I walked out of the last classroom for the day. I paced to my locker. Justin avoided me all day, why? I don’t know. I was about to open my locker, when I felt two hands moving up and down my arms. I froze and that person turned me around. It was Justin, thank god. Should I ask him why he was ignoring me? No I don’t think I should, he could’ve just not seen me. I wrap my arms around his neck and he puts his legs far apart sideways, to be my height. I giggled and he wraps his arms around my waist. He leans in and gives me a soft, quick kiss. He lets go of me and walks away, waving goodbye. Is it just a coincidence that he left as soon as the hallways started filling? Maybe, but I trust Justin; he wouldn’t pull anything strange or hurt my feelings. Would he?  

 

Justin’s POV

 

I left her, again.

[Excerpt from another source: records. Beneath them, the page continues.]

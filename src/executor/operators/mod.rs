// Copyright 2025 Stoolap Contributors
//
// Licensed under the Apache License, Version 2.0 (the "License");
// you may not use this file except in compliance with the License.
// You may obtain a copy of the License at
//
//     http://www.apache.org/licenses/LICENSE-2.0
//
// Unless required by applicable law or agreed to in writing, software
// distributed under the License is distributed on an "AS IS" BASIS,
// WITHOUT WARRANTIES OR CONDITIONS OF ANY KIND, either express or implied.
// See the License for the specific language governing permissions and
// limitations under the License.

//! Query operators for streaming execution.
//!
//! Each operator implements the `Operator` trait with the `open()`,
//! `next()`, `close()` lifecycle.
//!
//! # Available Operators
//!
//! - `TableScanOperator` - Sequential scan with pushed-down qualifiers
//! - `ProjectionOperator` - Column selection and renaming
//! - `LimitOperator` - LIMIT / OFFSET
//! - `NestedLoopJoinOperator` - INNER, OUTER and CROSS joins with O(N*M) complexity

pub mod limit;
pub mod nested_loop_join;
pub mod projection;
pub mod scan;

// Re-export all operators and types
pub use limit::LimitOperator;
pub use nested_loop_join::{JoinCondition, JoinType, NestedLoopJoinOperator};
pub use projection::ProjectionOperator;
pub use scan::TableScanOperator;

I really feel horrible. I walked to my car to see Dianna leaning on it, great. I walk up to her and she immediately wraps her arms around my neck. I push her off and she says ‘justy, what’s wrong?’ I roll my eyes and ignore her. I hop into my car and push my keys into the ignition with Dianna still sitting on the car. I roll down the window and yelled ‘you might want to move if you don’t want to get run over!’ she huffs and stamps her foot before walking off. Thank god she’s gone. I drive down the familiar route to my house. I pass a girl sitting on the side-walk crying.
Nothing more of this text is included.